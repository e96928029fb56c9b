//! Shared test harness for integration tests.
//!
//! Provides [`TestHarness`], which lays out movie, TV and movie-set roots in a
//! temporary directory and builds a full [`Library`] and [`AppContext`] on top
//! of them. The TMDB client points at `provider_url`, usually a `wiremock`
//! server.

#![allow(dead_code)]

use std::path::{Path, PathBuf};
use std::sync::Arc;

use nfoforge::config::Config;
use nfoforge::library::Library;
use nfoforge::metadata::{Scraper, TmdbProvider};
use nfoforge::scanner::Scanner;
use nfoforge::server::AppContext;
use nfoforge_probe::HdrProber;
use tempfile::TempDir;

/// Smallest byte string the sidecar check accepts as a JPEG.
pub const JPEG: &[u8] = &[0xFF, 0xD8, 0xFF, 0xE0, 0x00, 0x10, 0xFF, 0xD9];

/// A URL nothing listens on.
pub const UNREACHABLE: &str = "http://127.0.0.1:9";

pub struct TestHarness {
    pub dir: TempDir,
    pub config: Config,
    pub library: Arc<Library>,
    pub ctx: AppContext,
}

impl TestHarness {
    /// Harness whose provider is unreachable.
    pub fn new() -> Self {
        Self::with_provider(UNREACHABLE)
    }

    pub fn with_provider(provider_url: &str) -> Self {
        let dir = tempfile::tempdir().expect("failed to create temp dir");
        for sub in ["movies", "tv", "sets"] {
            std::fs::create_dir_all(dir.path().join(sub)).expect("failed to create root");
        }

        let mut config = Config::default();
        config.library.movie = vec![dir.path().join("movies")];
        config.library.tv = vec![dir.path().join("tv")];
        config.library.movie_set = vec![dir.path().join("sets")];
        config.provider.api_key = "test-key".into();
        config.provider.language = "en-US".into();
        config.provider.base_url = provider_url.to_string();
        config.provider.image_base_url = format!("{provider_url}/img/");
        config.provider.timeout_secs = 5;
        config.tools.ffprobe_path = Some(PathBuf::from("/nonexistent/bin/ffprobe"));

        let library = build_library(&config);
        let ctx = AppContext::new(Arc::clone(&library), config.clone());

        Self {
            dir,
            config,
            library,
            ctx,
        }
    }

    pub fn movies(&self) -> PathBuf {
        self.dir.path().join("movies")
    }

    pub fn tv(&self) -> PathBuf {
        self.dir.path().join("tv")
    }

    pub fn sets(&self) -> PathBuf {
        self.dir.path().join("sets")
    }
}

pub fn build_library(config: &Config) -> Arc<Library> {
    let scanner = Scanner::new(HdrProber::new(config.tools.ffprobe_path.clone()));
    let provider = TmdbProvider::new(&config.provider).expect("failed to build provider");
    let scraper = Scraper::new(Arc::new(provider), config.scrape_settings());
    Arc::new(Library::new(&config.library, scanner, scraper))
}

/// Create `path` (and its parents) with the given contents.
pub fn touch(path: &Path, contents: &[u8]) -> PathBuf {
    if let Some(parent) = path.parent() {
        std::fs::create_dir_all(parent).expect("failed to create parent");
    }
    std::fs::write(path, contents).expect("failed to write fixture");
    path.to_path_buf()
}

/// A well-formed movie NFO carrying a tmdb id.
pub fn movie_nfo(title: &str, tmdb_id: u64) -> String {
    format!(
        r#"<?xml version="1.0" encoding="UTF-8" standalone="yes"?>
<movie>
  <title>{title}</title>
  <uniqueid type="tmdb" default="true">{tmdb_id}</uniqueid>
</movie>
"#
    )
}

/// A well-formed show NFO for an ongoing show.
pub fn show_nfo(title: &str, tmdb_id: u64, season: u32) -> String {
    format!(
        r#"<?xml version="1.0" encoding="UTF-8" standalone="yes"?>
<tvshow>
  <title>{title}</title>
  <uniqueid type="tmdb" default="true">{tmdb_id}</uniqueid>
  <status>Continuing</status>
  <season>{season}</season>
</tvshow>
"#
    )
}

/// A movie with every sidecar in place.
pub fn complete_movie(root: &Path, name: &str) -> PathBuf {
    let video = touch(&root.join(format!("{name}.mkv")), b"video");
    touch(&root.join(format!("{name}.nfo")), movie_nfo(name, 1).as_bytes());
    touch(&root.join(format!("{name}-poster.jpg")), JPEG);
    video
}

/// A show directory with `episodes` files named `Show.S01Exx.mkv`.
pub fn show_dir(root: &Path, name: &str, episodes: usize) -> PathBuf {
    let dir = root.join(name);
    for i in 1..=episodes {
        touch(&dir.join(format!("{name}.S01E{i:02}.mkv")), b"episode");
    }
    dir
}
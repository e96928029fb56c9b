//! The query-parameter driven control API under `/api`.

use super::error::ApiError;
use super::AppContext;
use crate::library::JobKind;
use axum::{
    extract::{Query, State},
    response::IntoResponse,
    routing::get,
    Json, Router,
};
use nfoforge_common::{StatusFilter, VideoCategory};
use serde::Deserialize;
use serde_json::json;
use std::str::FromStr;

pub fn api_routes() -> Router<AppContext> {
    Router::new()
        .route("/scan", get(scan))
        .route("/scanResult", get(scan_result))
        .route("/list", get(list))
        .route("/detail", get(detail))
        .route("/scrape", get(scrape))
        .route("/refresh", get(refresh))
        .route("/refreshResult", get(refresh_result))
        .route("/version", get(version))
        .route("/quit", get(quit))
}

/// Every parameter arrives as a raw string so that a bad value turns into a
/// JSON error instead of an extractor rejection.
#[derive(Debug, Default, Deserialize)]
#[serde(rename_all = "camelCase")]
struct ApiQuery {
    video_type: Option<String>,
    force_detect_hdr: Option<String>,
    status: Option<String>,
    id: Option<String>,
    tmdbid: Option<String>,
    season_id: Option<String>,
    force_use_online_tv_meta: Option<String>,
    recheck: Option<String>,
}

impl ApiQuery {
    fn category(&self) -> Result<VideoCategory, ApiError> {
        let value = required("videoType", &self.video_type)?;
        value
            .parse()
            .map_err(|_| ApiError::invalid("videoType", value))
    }

    fn id(&self) -> Result<usize, ApiError> {
        parse_number("id", required("id", &self.id)?)
    }

    fn filter(&self) -> Result<StatusFilter, ApiError> {
        match self.status.as_deref() {
            None | Some("") => Ok(StatusFilter::All),
            Some(value) => value.parse().map_err(|_| ApiError::invalid("status", value)),
        }
    }
}

fn required<'a>(name: &'static str, value: &'a Option<String>) -> Result<&'a str, ApiError> {
    match value.as_deref().map(str::trim) {
        Some(v) if !v.is_empty() => Ok(v),
        _ => Err(ApiError::MissingParam(name)),
    }
}

fn parse_number<T: FromStr>(name: &'static str, value: &str) -> Result<T, ApiError> {
    value.parse().map_err(|_| ApiError::invalid(name, value))
}

/// Optional boolean flag; accepts `true`/`false` and `1`/`0`.
fn parse_flag(name: &'static str, value: &Option<String>) -> Result<Option<bool>, ApiError> {
    match value.as_deref().map(str::trim) {
        None | Some("") => Ok(None),
        Some("true") | Some("1") => Ok(Some(true)),
        Some("false") | Some("0") => Ok(Some(false)),
        Some(other) => Err(ApiError::invalid(name, other)),
    }
}

async fn scan(
    State(ctx): State<AppContext>,
    Query(params): Query<ApiQuery>,
) -> Result<impl IntoResponse, ApiError> {
    let category = params.category()?;
    let force = parse_flag("forceDetectHdr", &params.force_detect_hdr)?.unwrap_or(false);

    ctx.library.start_scan(category, force)?;
    Ok(Json(json!({ "success": true, "msg": "Begin scanning!" })))
}

async fn scan_result(State(ctx): State<AppContext>) -> impl IntoResponse {
    Json(ctx.library.all_job_status(JobKind::Scan))
}

async fn list(
    State(ctx): State<AppContext>,
    Query(params): Query<ApiQuery>,
) -> Result<impl IntoResponse, ApiError> {
    let category = params.category()?;
    let filter = params.filter()?;

    let list = ctx.library.list(category, filter)?;
    Ok(Json(json!({ "success": true, "list": list })))
}

async fn detail(
    State(ctx): State<AppContext>,
    Query(params): Query<ApiQuery>,
) -> Result<impl IntoResponse, ApiError> {
    let category = params.category()?;
    let id = params.id()?;
    let recheck = parse_flag("recheck", &params.recheck)?.unwrap_or(false);

    let detail = ctx.library.detail(category, id, recheck).await?;
    Ok(Json(json!({ "success": true, "detail": detail })))
}

async fn scrape(
    State(ctx): State<AppContext>,
    Query(params): Query<ApiQuery>,
) -> Result<impl IntoResponse, ApiError> {
    let category = params.category()?;
    let id = params.id()?;
    let tmdb_id: u64 = parse_number("tmdbid", required("tmdbid", &params.tmdbid)?)?;
    let season = match params.season_id.as_deref().map(str::trim) {
        None | Some("") => None,
        Some(value) => Some(parse_number::<u32>("seasonId", value)?),
    };
    let force = parse_flag("forceUseOnlineTvMeta", &params.force_use_online_tv_meta)?;

    let detail = ctx
        .library
        .scrape(category, id, tmdb_id, season, force)
        .await?;
    Ok(Json(json!({
        "success": true,
        "msg": "Scrape finished!",
        "detail": detail,
    })))
}

async fn refresh(
    State(ctx): State<AppContext>,
    Query(params): Query<ApiQuery>,
) -> Result<impl IntoResponse, ApiError> {
    let category = params.category()?;

    ctx.library.start_refresh(category)?;
    Ok(Json(json!({ "success": true, "msg": "Begin refreshing!" })))
}

async fn refresh_result(State(ctx): State<AppContext>) -> impl IntoResponse {
    Json(ctx.library.all_job_status(JobKind::Refresh))
}

async fn version() -> impl IntoResponse {
    Json(json!({
        "success": true,
        "version": env!("CARGO_PKG_VERSION"),
    }))
}

async fn quit(State(ctx): State<AppContext>) -> impl IntoResponse {
    tracing::info!("Quit requested through the API");
    ctx.library.shutdown();
    Json(json!({ "success": true, "msg": "Shutting down!" }))
}
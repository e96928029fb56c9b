use super::NfoError;
use crate::record::VideoRecord;
use nfoforge_common::paths::episode_nfo_path;
use quick_xml::events::{BytesDecl, BytesEnd, BytesStart, BytesText, Event};
use quick_xml::Writer;
use std::path::{Path, PathBuf};
use tracing::{debug, warn};

/// Per-episode fields written to `episodedetails` NFOs.
#[derive(Debug, Clone, Default, PartialEq, Eq)]
pub struct EpisodeMeta {
    pub title: String,
    pub plot: String,
    pub season: u32,
    pub episode: u32,
}

/// Title used for an episode the provider has not listed yet.
pub fn generated_episode_title(number: usize, language: &str) -> String {
    if language.to_ascii_lowercase().starts_with("zh") {
        format!("第{number}集")
    } else {
        format!("Episode {number}")
    }
}

struct NfoWriter {
    inner: Writer<Vec<u8>>,
}

impl NfoWriter {
    fn new() -> Result<Self, NfoError> {
        let mut inner = Writer::new_with_indent(Vec::new(), b' ', 2);
        inner.write_event(Event::Decl(BytesDecl::new("1.0", Some("UTF-8"), Some("yes"))))?;
        Ok(Self { inner })
    }

    fn start(&mut self, element: BytesStart<'_>) -> Result<(), NfoError> {
        self.inner.write_event(Event::Start(element))?;
        Ok(())
    }

    fn end(&mut self, name: &str) -> Result<(), NfoError> {
        self.inner.write_event(Event::End(BytesEnd::new(name)))?;
        Ok(())
    }

    fn text(&mut self, name: &str, text: &str) -> Result<(), NfoError> {
        self.start(BytesStart::new(name))?;
        self.inner.write_event(Event::Text(BytesText::new(text)))?;
        self.end(name)
    }

    fn texts(&mut self, name: &str, values: &[String]) -> Result<(), NfoError> {
        values.iter().try_for_each(|v| self.text(name, v))
    }

    fn finish(self) -> Vec<u8> {
        let mut bytes = self.inner.into_inner();
        bytes.push(b'\n');
        bytes
    }
}

/// Serialize a record to NFO XML.
///
/// With `hdr_title_suffix` the HDR label is appended to the title of HDR
/// content unless the title already carries it. The `uniqueid` of
/// `default_provider` is marked as the default one.
pub fn render_record(
    record: &VideoRecord,
    hdr_title_suffix: bool,
    default_provider: &str,
) -> Result<Vec<u8>, NfoError> {
    let detail = &record.detail;
    let root = record.category.nfo_root();

    let mut title = detail.title.clone();
    if hdr_title_suffix && record.hdr.is_hdr() && !title.contains(record.hdr.label()) {
        title = format!("{} {}", title, record.hdr.label());
    }

    let mut w = NfoWriter::new()?;
    w.start(BytesStart::new(root))?;

    w.text("title", &title)?;
    w.text("originaltitle", &detail.original_title)?;

    w.start(BytesStart::new("ratings"))?;
    w.start(BytesStart::new("rating").with_attributes([
        ("name", "themoviedb"),
        ("max", "10"),
        ("default", "true"),
    ]))?;
    w.text("value", &detail.rating.score.to_string())?;
    w.text("votes", &detail.rating.votes.to_string())?;
    w.end("rating")?;
    w.end("ratings")?;

    w.text("plot", &detail.plot)?;

    for (provider, id) in &detail.unique_ids {
        let is_default = if provider == default_provider { "true" } else { "false" };
        w.start(
            BytesStart::new("uniqueid")
                .with_attributes([("type", provider.as_str()), ("default", is_default)]),
        )?;
        w.inner.write_event(Event::Text(BytesText::new(id)))?;
        w.end("uniqueid")?;
    }

    w.texts("genre", &detail.genres)?;
    w.texts("country", &detail.countries)?;

    if record.is_tv() {
        w.text("status", if detail.is_ended { "Ended" } else { "Continuing" })?;
        w.text("season", &detail.season_number.to_string())?;
    } else {
        w.texts("credit", &detail.credits)?;
    }

    w.text("director", &detail.director)?;
    w.text("premiered", &detail.premiered)?;
    w.texts("studio", &detail.studios)?;

    for actor in &detail.actors {
        w.start(BytesStart::new("actor"))?;
        w.text("name", &actor.name)?;
        w.text("role", &actor.role)?;
        w.text("order", &actor.order.to_string())?;
        w.text("thumb", &actor.thumb)?;
        w.end("actor")?;
    }

    if let Some(set_name) = detail.set_name.as_deref().filter(|_| !record.is_tv()) {
        w.start(BytesStart::new("set"))?;
        w.text("name", set_name)?;
        w.end("set")?;
    }

    w.end(root)?;
    Ok(w.finish())
}

/// Write the record's NFO to `path`.
pub fn write_record_as_nfo(
    record: &VideoRecord,
    path: &Path,
    hdr_title_suffix: bool,
    default_provider: &str,
) -> Result<(), NfoError> {
    let bytes = render_record(record, hdr_title_suffix, default_provider)?;
    std::fs::write(path, bytes).map_err(|e| NfoError::io(path, e))?;
    debug!(path = %path.display(), "Wrote NFO");
    Ok(())
}

fn render_episode(meta: &EpisodeMeta) -> Result<Vec<u8>, NfoError> {
    let mut w = NfoWriter::new()?;
    w.start(BytesStart::new("episodedetails"))?;
    w.text("title", &meta.title)?;
    w.text("season", &meta.season.to_string())?;
    w.text("episode", &meta.episode.to_string())?;
    w.text("plot", &meta.plot)?;
    w.end("episodedetails")?;
    Ok(w.finish())
}

/// Write one `episodedetails` NFO per on-disk episode, pairing provider
/// episodes with files by position.
///
/// When the counts differ the provider list cannot be trusted for every file:
/// with `force_online_meta` the files the provider covers still get provider
/// data and the rest get generated entries, otherwise every file gets a
/// generated entry. Returns the number of NFOs written.
pub fn write_episode_nfos(
    provider_episodes: &[EpisodeMeta],
    episode_paths: &[PathBuf],
    season: u32,
    force_online_meta: bool,
    language: &str,
) -> Result<usize, NfoError> {
    let counts_match = provider_episodes.len() == episode_paths.len();
    if !counts_match {
        warn!(
            provider = provider_episodes.len(),
            on_disk = episode_paths.len(),
            force_online_meta,
            "Provider episode count differs from files on disk"
        );
    }

    for (i, path) in episode_paths.iter().enumerate() {
        let online = provider_episodes
            .get(i)
            .filter(|_| counts_match || force_online_meta);

        let meta = match online {
            Some(meta) => meta.clone(),
            None => EpisodeMeta {
                title: generated_episode_title(i + 1, language),
                plot: String::new(),
                season,
                episode: (i + 1) as u32,
            },
        };

        let nfo_path = episode_nfo_path(path);
        let bytes = render_episode(&meta)?;
        std::fs::write(&nfo_path, bytes).map_err(|e| NfoError::io(&nfo_path, e))?;
    }

    Ok(episode_paths.len())
}

#[cfg(test)]
mod tests {
    use super::*;
    use crate::nfo::XmlElement;
    use nfoforge_common::{FileLayout, HdrClass, VideoCategory};

    fn episodes(n: usize) -> Vec<EpisodeMeta> {
        (1..=n)
            .map(|i| EpisodeMeta {
                title: format!("Online {i}"),
                plot: format!("Plot {i}"),
                season: 2,
                episode: i as u32,
            })
            .collect()
    }

    fn episode_files(dir: &Path, n: usize) -> Vec<PathBuf> {
        (1..=n)
            .map(|i| {
                let p = dir.join(format!("Show.S02E{i:02}.mkv"));
                std::fs::write(&p, b"").unwrap();
                p
            })
            .collect()
    }

    fn episode_title(path: &Path) -> String {
        let xml = std::fs::read_to_string(episode_nfo_path(path)).unwrap();
        let root = XmlElement::parse(&xml).unwrap();
        assert_eq!(root.name, "episodedetails");
        root.child_text("title").unwrap().to_string()
    }

    #[test]
    fn test_hdr_suffix_applied_once() {
        let mut record =
            VideoRecord::movie(VideoCategory::Movie, Path::new("/m/A.mkv"), FileLayout::Standalone);
        record.detail.title = "Dune".into();
        record.hdr = HdrClass::DolbyVisionHdr10;

        let xml = String::from_utf8(render_record(&record, true, "tmdb").unwrap()).unwrap();
        assert_eq!(
            XmlElement::parse(&xml).unwrap().child_text("title"),
            Some("Dune DV HDR10")
        );

        record.detail.title = "Dune DV HDR10".into();
        let xml = String::from_utf8(render_record(&record, true, "tmdb").unwrap()).unwrap();
        assert_eq!(
            XmlElement::parse(&xml).unwrap().child_text("title"),
            Some("Dune DV HDR10")
        );
    }

    #[test]
    fn test_no_suffix_for_sdr_or_when_disabled() {
        let mut record =
            VideoRecord::movie(VideoCategory::Movie, Path::new("/m/A.mkv"), FileLayout::Standalone);
        record.detail.title = "Dune".into();

        record.hdr = HdrClass::Sdr;
        let xml = String::from_utf8(render_record(&record, true, "tmdb").unwrap()).unwrap();
        assert!(xml.contains("<title>Dune</title>"));

        record.hdr = HdrClass::Hdr10;
        let xml = String::from_utf8(render_record(&record, false, "tmdb").unwrap()).unwrap();
        assert!(xml.contains("<title>Dune</title>"));
    }

    #[test]
    fn test_document_layout() {
        let mut record = VideoRecord::show(Path::new("/tv/S"), Vec::new());
        record.detail.unique_ids.insert("tmdb".into(), "1399".into());
        record.detail.unique_ids.insert("imdb".into(), "tt0944947".into());
        record.detail.credits = vec!["ignored for tv".into()];

        let xml = String::from_utf8(render_record(&record, true, "tmdb").unwrap()).unwrap();
        assert!(xml.starts_with(r#"<?xml version="1.0" encoding="UTF-8" standalone="yes"?>"#));
        assert!(xml.contains(r#"<uniqueid type="tmdb" default="true">1399</uniqueid>"#));
        assert!(xml.contains(r#"<uniqueid type="imdb" default="false">tt0944947</uniqueid>"#));
        assert!(xml.contains(r#"<rating name="themoviedb" max="10" default="true">"#));
        assert!(!xml.contains("<credit>"));

        let root = XmlElement::parse(&xml).unwrap();
        assert_eq!(root.name, "tvshow");
        assert_eq!(root.child_text("status"), Some("Continuing"));
    }

    #[test]
    fn test_episode_counts_match_uses_provider() {
        let dir = tempfile::tempdir().unwrap();
        let files = episode_files(dir.path(), 3);

        let written = write_episode_nfos(&episodes(3), &files, 2, false, "en-US").unwrap();
        assert_eq!(written, 3);
        assert_eq!(episode_title(&files[0]), "Online 1");
        assert_eq!(episode_title(&files[2]), "Online 3");
    }

    #[test]
    fn test_episode_mismatch_without_force_generates_all() {
        let dir = tempfile::tempdir().unwrap();
        let files = episode_files(dir.path(), 3);

        write_episode_nfos(&episodes(5), &files, 2, false, "en-US").unwrap();
        for (i, file) in files.iter().enumerate() {
            assert_eq!(episode_title(file), format!("Episode {}", i + 1));
        }
    }

    #[test]
    fn test_episode_mismatch_with_force_mixes_sources() {
        let dir = tempfile::tempdir().unwrap();
        let files = episode_files(dir.path(), 4);

        write_episode_nfos(&episodes(2), &files, 2, true, "zh-CN").unwrap();
        assert_eq!(episode_title(&files[0]), "Online 1");
        assert_eq!(episode_title(&files[1]), "Online 2");
        assert_eq!(episode_title(&files[2]), "第3集");

        let xml = std::fs::read_to_string(episode_nfo_path(&files[3])).unwrap();
        let root = XmlElement::parse(&xml).unwrap();
        assert_eq!(root.child_text("season"), Some("2"));
        assert_eq!(root.child_text("episode"), Some("4"));
        assert_eq!(root.child_text("plot"), Some(""));
    }
}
::::::::::
*REQUIRED WORK:* In the data above, repeat exactly each line from the first through the line that contains "use nfoforge::library::Library;", and give nothing else.

*RESPONSE BELOW:*
repository e96928029fb56c9b
//! Shared test harness for integration tests.
//!
//! Provides [`TestHarness`], which lays out movie, TV and movie-set roots in a
//! temporary directory and builds a full [`Library`] and [`AppContext`] on top
//! of them. The TMDB client points at `provider_url`, usually a `wiremock`
//! server.

#![allow(dead_code)]

use std::path::{Path, PathBuf};
use std::sync::Arc;

use nfoforge::config::Config;
use nfoforge::library::Library;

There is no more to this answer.